Migraine is the leading cause of disability in the under 50's with over one billion sufferers globally. Despite advances, current therapies are routinely ineffective, or poorly tolerated in most cases. Therefore, to develop more effective therapies, a detailed understanding of the mechanisms underlying migraine is essential. Attacks are characterised by repeated bouts of headache and associated multisensory hypersensitivity to light (photophobia), sound (phonophobia), smell (osmophobia) and touch (allodynia) that indicate a key role for the thalamus.
Thalamic neurons control the flow of information to the cortex under diverse regulatory mechanisms. This array of modulatory signalling can alter the activity of thalamocortical relay neurons and provides a potential basis for state-dependent (e.g. skipping meals, disrupted sleep) migraine susceptibility. These thalamocortical circuits are dysfunctional in migraine patients and increased thalamocortical activity has been linked to migraine-related multimodal sensory disturbances (e.g. abnormal pain and visual processing) and cortical hyperexcitability. In support of this, we and others have identified hyperactive thalamic responses to nociceptive and visual stimuli in migraineurs and experimental models. Further, anti-migraine therapeutics can modulate thalamocortical activity when administered centrally. In agreement, we have recently demonstrated that thalamocortical modulation is a potential mechanism for the efficacy of single pulse transcranial magnetic stimulation that is an established neuromodulatory approach for migraine.

The current project aims to determine the role of the thalamus in the abnormal processing of migraine-related multisensory information. It predicts that abnormal thalamic gating of sensory information results in aberrant activation of diverse thalamocortical networks giving rise to the diverse symptomatology of migraine.

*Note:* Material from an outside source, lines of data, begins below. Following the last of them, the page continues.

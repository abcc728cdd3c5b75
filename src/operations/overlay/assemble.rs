use crate::geometry::{Coordinate, Dimension, Geometry, LineString, Polygon};

/// Assembles the result from its polygonal, linear and point parts.
///
/// A result with parts of a single dimension is returned as the simplest
/// geometry of that kind; mixed results become a geometry collection
/// ordered by dimension, highest first. An empty result is the empty
/// geometry of `empty_dimension`.
#[must_use]
pub fn assemble_result(
    polygons: Vec<Polygon>,
    lines: Vec<LineString>,
    points: Vec<Coordinate>,
    empty_dimension: Dimension,
) -> Geometry {
    let mut parts = Vec::new();
    if !polygons.is_empty() {
        parts.push(Geometry::from_polygons(polygons));
    }
    if !lines.is_empty() {
        parts.push(Geometry::from_lines(lines));
    }
    if !points.is_empty() {
        parts.push(Geometry::from_points(points));
    }
    match parts.len() {
        0 => Geometry::empty(empty_dimension),
        1 => parts.remove(0),
        _ => Geometry::GeometryCollection(parts),
    }
}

The project will map the interactions between multisensory and trigeminal head pain networks in-vivo using state of the art viral tracing techniques (0-12 months). Using a combination of optogenetic/chemogenetic approaches with preclinical behavioural and electrophysiological (thalamic multi-channel electrode recording) models of migraine, the project will characterise the functional consequences of their modulation (10-24 months). Finally, we will explore novel therapeutic targets to modulate these dysfunctional networks (24-36 months) and where appropriate these will be translated into the clinic. The student will develop in-vivo skills including surgical, optogenetic/chemogenetic, electrophysiology and behavioural approaches, mastering a number of highly desirable specialist skills above and beyond standard laboratory procedures.